Discover Life in America

James Ashe - 23 July, 1999

Re: Unique identifiers & barcodes

Date: Fri, 23 Jul 1999 13:28:00 -0500
From: "James S. Ashe" <ashe@falcon.cc.ukans.edu>
To: "Robert K. Colwell" <colwell@uconnvm.uconn.edu>
CC: John Pickering <pick@pick.uga.edu>, sackley@compuserve.com,
        Steve Ashe <ksem@kuhub.cc.ukans.edu>, brianb@mizar.usc.edu,
        Gladys_Cotter@usgs.gov, christine.deal@intermec.com,
        faulzeitler@ascoll.org, mark_fornwall@usgs.gov,
        David Furth <Furth.David@NMNH.SI.EDU>,
        Winnie Hallwachs <whallwac@sas.upenn.edu>,
        Dan Janzen <djanzen@sas.upenn.edu>,
        "Norman F. Johnson" <Johnson.2@osu.edu>, mkaspari@ou.edu,
        Jack Longino <longinoj@elwha.evergreen.edu>,
        Scott Miller <scottm@bishop.bishop.hawaii.org>, becky_nichols@nps.gov,
        Chuck_Parker@nps.gov, msharkey@byron.ca.uky.edu, ctemple@intermec.com,
        cthompso@sel.barc.usda.gov, jugalde@inbio.ac.cr,
        Piotr Naskrecki <pin93001@uconnvm.uconn.edu>, windsord@tivoli.si.edu,
        dl@pick.uga.edu, "James S. Ashe" <ashe@falcon.cc.ukans.edu>,
        Rob Brooks <ksem@kuhub.cc.ukans.edu>
Subject: Re: Unique identifiers & barcodes

Hi Jack, Rob, and Everyone,

    Thanks for all your comments.  I wanted to respond to some of your
specific points and questions (in no particular order), and make a few
comments.  After looking over this e-mail I realize that my comments
have become long and burdensome.  I apologize, but these are complicated
issues that need careful discussion.

Rob, Thank you for clarifying some of the points about code 49 - and the
fact that a barcode reader can be set to recognize more that one code at
a time.  I was not aware of this, and it is very useful information.
Also, your point about the speed at which code 49 bar codes can be read
highlights a fundamental point that is often overlooked.  That is, the
protocols that ones sets for how specimens are physically handled during
the databasing project are as important in facilitating rapid data entry
as are the tools that one chooses to use.  You point out that by
changing the timing of when the barcodes are read ("if reads are planned
for points in the protocol when specimens need to be "pulled" and
re-placed in the pinning trays anyway") the process is much more
efficient.  This is true of almost every aspect of the data entry
process.  We were also inexperienced when we were experimenting with
barcodes, so perhaps our relatively slow reading of code 49 labels was a
result of this.

    Your comments about the accuracy of code 49 reads is interesting.  A
persistent "rumor" about barcodes that developed early in their use in
entomology was that there were significant reading errors.  I saw
several demonstrations in which such reading errors occurred - all used
code 49 barcodes.  Upon reflection, I suspect that the problem was
related to the relatively inexpensive barcode readers that were in use
in those demonstrations - and were not directly the result of code 49
itself.

    Regarding our protocols for reading barcodes from above.  It is true
that one cannot read barcodes of very tightly packed specimens from
above - in those instances, one needs to pick up the specimen and read
the barcode, then replace it.
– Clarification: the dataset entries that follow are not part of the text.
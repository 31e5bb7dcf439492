mod support;

use predicates::str::contains;
use serde_json::Value;

use support::TestHome;

#[test]
fn config_show_defaults_to_mock_backend() {
    let home = TestHome::mock();
    let data = home.json(&["config", "show"]);
    assert_eq!(data["backend"], "memory");
    assert_eq!(data["config_file_exists"], false);
    assert!(data.get("database").is_none());
    assert_eq!(data["tasks"]["default_category"], "work");
}

#[test]
fn commands_never_write_config_file() {
    let home = TestHome::mock();
    home.json(&["login", "--email", "demo@example.com", "--password", "demo123"]);
    home.json(&["view", "card"]);
    home.json(&["config", "show"]);
    assert!(!home.path().join("config.toml").exists());
    assert_eq!(home.json(&["config", "show"])["config_file_exists"], false);
}

#[test]
fn config_show_reports_file_backend() {
    let home = TestHome::file_backed();
    let data = home.json(&["config", "show"]);
    assert_eq!(data["backend"], "file");
    assert_eq!(
        data["database"].as_str().map(std::path::PathBuf::from),
        Some(home.database_path())
    );
}

#[test]
fn partial_credentials_fall_back_to_mock() {
    let home = TestHome::mock();
    home.write_config(
        r#"
[backend]
project_id = "p"
api_key = "k"
"#,
    );
    let data = home.json(&["config", "show"]);
    assert_eq!(data["backend"], "memory");
}

#[test]
fn invalid_config_is_a_user_error() {
    let home = TestHome::mock();
    home.write_config("[tasks]\ncategories = []");
    home.cmd()
        .arg("stats")
        .assert()
        .code(2)
        .stderr(contains("tasks.categories cannot be empty"))
        .stderr(contains("hint: fix config.toml"));
}

#[test]
fn file_backend_without_credentials_is_rejected() {
    let home = TestHome::mock();
    home.write_config("[backend]\nkind = \"file\"");
    let error: Value = home.json_error(&["config", "show"], 2);
    assert_eq!(error["kind"], "user_error");
    assert!(error["message"]
        .as_str()
        .unwrap_or_default()
        .contains("requires project_id"));
}

#[test]
fn custom_categories_are_enforced() {
    let home = TestHome::file_backed();
    let mut config = String::from(support::FILE_BACKEND_CONFIG);
    config.push_str("\n[tasks]\ncategories = [\"deep-work\", \"admin\"]\ndefault_category = \"admin\"\n");
    home.write_config(&config);
    home.register("cats@example.com");

    let id = home.add_task(&["Inbox zero", "--time", "0.5"]);
    let data = home.json(&["show", &id]);
    assert_eq!(data["task"]["category"], "admin");

    home.cmd()
        .args(["add", "Gym", "--category", "health"])
        .assert()
        .code(2)
        .stderr(contains("unknown category 'health'"));
}

#[test]
fn invalid_today_override_is_rejected() {
    let home = TestHome::mock();
    home.cmd()
        .env("TASKLOG_TODAY", "17/10/2026")
        .arg("stats")
        .assert()
        .code(2)
        .stderr(contains("expected YYYY-MM-DD"));
}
We usually do this when we are
transferring the specimens to a new unit tray, so the only advantage to
barcodes facing up, as opposed to down, is ergonomic (which basically
means that we are comfortable with it).  However, specimens in single
rows, or more loosely packed, are easily read from above at a slight
angle without removing the specimens from the tray.  We find that we
need to pick up the specimens to read them in about half the instances
in which the specimens are to remain in the same box.  We personally
like the fact that the specimen does not have to be turned over to read
the barcode even if it needs to be picked up - the motion seems very
natural.  However - and I want to emphasize this - I do not want to get
into a "my-method-is-better-than-your-method" exchange.  I do not doubt
that one can develop an efficient specimen handling protocol no matter
whether the label is placed up or down.  I think we seriously miss the
point when we place too much emphasis on this issue.  I offer an outline
of our protocols solely in the hopes that someone can benefit from our
experiences.  I also welcome suggestions and comments that will help us
improve our protocols.

Jack, In response to your question: "First I have a question for Steve:
as I understand it from your
message, your label looks like

|||||||||||||||
SM1234567
KUNHM-ENT

So what exactly is the unique identifier in the database?
SM1234567KUNHM-ENT? SM1234567 KUNHM-ENT? KUNHM-ENT SM1234567?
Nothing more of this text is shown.